Kubrick: Barry Lyndon part 3

 

 

 

 

 

 

 

 

 

 

SCENE 25. Following some mysterious stock footage of a ship while the narrator explains the Barry is sailing to Germany to fight in the Seven Years War, midway through Act II of Barry Lyndon, we get what passes, in this peculiar cinematic narrative, for an action set piece. Barry’s regiment faces down some French troops, which the narrator describes as “a tiny skirmish, unrecorded by history.” To a present-day viewer — or to a viewer in 1975 — the sequence is mind-boggling in its cold violence. The British troops, true to the engagement strategies of the day, wear red against the greenery of the field, and march in a wide, straight line toward their attackers, who are similarly arrayed. The French soldiers mow down row after row of British troops with volleys from their flintlock muskets, as the British implacably approach.

I’m not a military historian, so the logic of this attack strategy in its context is lost to me, as it would be to any viewer in 1975, with the Vietnam war freshly over and World War II within living memory. But even the battle sequence in Kubrick’s Spartacus presents an enemy less suicidal than the British here. I’m sure strategy has been worked out on paper by generals somewhere, so many men per unit, so much ground covered in x amount of time, so many guns, so many bayonets, etc.
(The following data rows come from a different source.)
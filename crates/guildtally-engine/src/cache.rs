//! In-process cache of counter records.

use std::collections::HashMap;

use guildtally_core::{CounterRecord, GuildId};
use tokio::sync::RwLock;

/// The authoritative in-process view of counter records.
///
/// Filled once at startup from the persistence backend; every successful
/// command or reconcile pass writes through here before (or concurrently
/// with) the corresponding store write.
#[derive(Debug, Default)]
pub(crate) struct CounterCache {
    records: RwLock<HashMap<GuildId, CounterRecord>>,
}

impl CounterCache {
    pub(crate) fn new() -> Self {
        Self::default()
    }

    /// Replaces the cache contents with the given records.
    pub(crate) async fn fill(&self, records: Vec<CounterRecord>) {
        let mut map = self.records.write().await;
        map.clear();
        for record in records {
            map.insert(record.guild_id.clone(), record);
        }
    }

    pub(crate) async fn get(&self, guild_id: &GuildId) -> Option<CounterRecord> {
        self.records.read().await.get(guild_id).cloned()
    }

    pub(crate) async fn contains(&self, guild_id: &GuildId) -> bool {
        self.records.read().await.contains_key(guild_id)
    }

    pub(crate) async fn insert(&self, record: CounterRecord) {
        self.records
            .write()
            .await
            .insert(record.guild_id.clone(), record);
    }

    pub(crate) async fn remove(&self, guild_id: &GuildId) -> Option<CounterRecord> {
        self.records.write().await.remove(guild_id)
    }

    /// Read-only snapshot of every cached record.
    pub(crate) async fn snapshot(&self) -> Vec<CounterRecord> {
        self.records.read().await.values().cloned().collect()
    }
}

#[cfg(test)]
mod tests {
    use super::*;
    use guildtally_core::{ChannelId, ChannelKind, EnabledFlags, KindMap};

    fn record(guild_id: &str) -> CounterRecord {
        CounterRecord {
            guild_id: GuildId::new(guild_id),
            enabled: EnabledFlags::default(),
            channels: KindMap::default(),
            names: KindMap {
                all: "All: {count}".to_string(),
                bots: "Bots: {count}".to_string(),
                humans: "Humans: {count}".to_string(),
            },
            category_id: ChannelId::new("cat-1"),
            locale: "en".to_string(),
            channel_kind: ChannelKind::Voice,
        }
    }

    #[tokio::test]
    async fn test_fill_replaces_contents() {
        let cache = CounterCache::new();
        cache.insert(record("old")).await;

        cache.fill(vec![record("g1"), record("g2")]).await;

        assert!(!cache.contains(&GuildId::new("old")).await);
        assert!(cache.contains(&GuildId::new("g1")).await);
        assert_eq!(cache.snapshot().await.len(), 2);
    }

    #[tokio::test]
    async fn test_insert_get_remove() {
        let cache = CounterCache::new();
        assert!(cache.get(&GuildId::new("g1")).await.is_none());

        cache.insert(record("g1")).await;
        assert_eq!(
            cache.get(&GuildId::new("g1")).await.unwrap().guild_id,
            GuildId::new("g1")
        );

        let removed = cache.remove(&GuildId::new("g1")).await;
        assert!(removed.is_some());
        assert!(cache.get(&GuildId::new("g1")).await.is_none());
    }
}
But this is the first time in the movie that violence, on a massive scale, is recorded in closeup, and the effect is, like any classic Kubrick sequence, is both sweeping in its scale and chilling in its dispassion. You can compare the British attack on the French in Barry Lyndon to the murder of Frank Poole in 2oo1 or to the end of the world set to a Vera Lynn song in Dr. Strangelove.